On April 17, 2009, the Anglican Journal quoted human rights workers and church officials about the delay in Ameziane's repatriation. Janet Dench of the Canadian Council for Refugees speculated in April 2009 that Ameziane's repatriation had been stalled by the new reviews of the Guantanamo captives ordered by United States President Barack Obama.

No one has formally and officially said that it is waiting for the U.S. to do their internal review but ... Once they’ve done the reviews, then they’ll be starting to think about "how do we find solutions for all of the people in Guantánamo and how do we involve these different other countries that might play a role?"

Barry Clarke, Bishop of the Anglican diocese of Montreal, which is helping to sponsor Ameziane, wrote about how he responded to Canadians critical of the Church's initiative on the detainee's behalf. He called Ameziane's captivity in Guantanamo "an injustice". He acknowledged that he couldn't guarantee that Ameziane was not tied to terrorism. But he said his workers, and other human rights groups, had looked into his background. The article quoted the conclusions of the Center for Constitutional Rights:

As a foreigner in a land soon torn apart by conflict, he was an easy target for corrupt local police who captured him while he was trying to cross the border into Pakistan. Mr. Ameziane was then sold to U.S. military forces for a bounty.

On March 30, 2012, the Inter-American Commission on Human Rights announced it would be taking up Ameziane's case. According to The Jurist, the IACHR "will investigate whether the US's failure to transfer Ameziane is in compliance with international human rights law."

==Repatriation==

On December 5, 2013, he was transferred to Algeria, despite his protestations that it was likely that he would be tortured there.

Since his return to Algeria, Ameziane has been monitored by the International Committee of the Red Cross office in Algeria. He has to date not suffered any injustice or persecution, and is self-supporting.

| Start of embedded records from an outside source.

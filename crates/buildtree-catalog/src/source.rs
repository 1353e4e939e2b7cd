use std::collections::BTreeMap;
use std::time::Duration;

use buildtree_core::PackageTree;
use reqwest::blocking::Client;
use tracing::{debug, info};

use crate::error::CatalogError;
use crate::listing::parse_release_listing;

/// Fetches the release listing page behind a repository's `version_url`.
pub trait VersionSource {
    fn fetch_listing(&self, url: &str) -> Result<String, CatalogError>;
}

impl<F> VersionSource for F
where
    F: Fn(&str) -> Result<String, CatalogError>,
{
    fn fetch_listing(&self, url: &str) -> Result<String, CatalogError> {
        self(url)
    }
}

pub struct HttpVersionSource {
    client: Client,
}

impl HttpVersionSource {
    pub fn new(timeout: Duration) -> Result<Self, CatalogError> {
        let client = Client::builder()
            .timeout(timeout)
            .build()
            .map_err(|err| CatalogError::Connection {
                url: String::new(),
                diagnostic: format!("failed to build http client: {err}"),
            })?;
        Ok(Self { client })
    }
}

impl VersionSource for HttpVersionSource {
    fn fetch_listing(&self, url: &str) -> Result<String, CatalogError> {
        let connection = |err: reqwest::Error| CatalogError::Connection {
            url: url.to_string(),
            diagnostic: err.to_string(),
        };
        self.client
            .get(url)
            .send()
            .and_then(|response| response.error_for_status())
            .and_then(|response| response.text())
            .map_err(connection)
    }
}

/// Query every distinct `version_url` of the tree's repositories, in
/// manifest order, and merge the discovered versions.
pub fn discover_versions<V: VersionSource + ?Sized>(
    tree: &PackageTree,
    source: &V,
) -> Result<BTreeMap<String, String>, CatalogError> {
    let mut seen = Vec::new();
    let mut versions = BTreeMap::new();
    for repository in tree.repositories() {
        if seen.contains(&repository.version_url.as_str()) {
            continue;
        }
        seen.push(repository.version_url.as_str());

        debug!(url = %repository.version_url, "fetching release listing");
        let page = source.fetch_listing(&repository.version_url)?;
        let found = parse_release_listing(&page);
        debug!(url = %repository.version_url, packages = found.len(), "release listing parsed");
        versions.extend(found);
    }
    Ok(versions)
}

/// Discover versions and write them into the tree. Returns how many packages
/// received a version.
pub fn augment_tree<V: VersionSource + ?Sized>(
    tree: &mut PackageTree,
    source: &V,
) -> Result<usize, CatalogError> {
    let versions = discover_versions(tree, source)?;
    let updated = tree.apply_versions(&versions);
    info!(
        updated,
        packages = tree.node_count(),
        "package versions discovered"
    );
    Ok(updated)
}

On July 21, 2014, U.S. District Judge Ellen Segal Huvelle turned down a request from Ameziane for the USA to return the funds—the equivalent in $8,838 in US dollars—that he had when he was captured.
Jason Leopold, writing about his petition, noted that it had not been known until Ameziane's petition that the seizure of assets had been US policy for all captives.
Leopold quoted Gabor Rona and Eugene Fidell in arguing that the seizure of captive's financial assets was a form of looting or pillaging -- war crimes explicitly prohibited by the Geneva Conventions.

==Artwork==
While detained at Guantanamo Bay, Ameziane created two untitled paintings, one which depicts a Shipwrecked Boat, and the other which depicts buildings on a shore. The painting which depicts a shipwrecked boat is one of seven works created by Guantanamo Bay inmates, that are displayed at John Jay College, New York, in the autumn of 2017.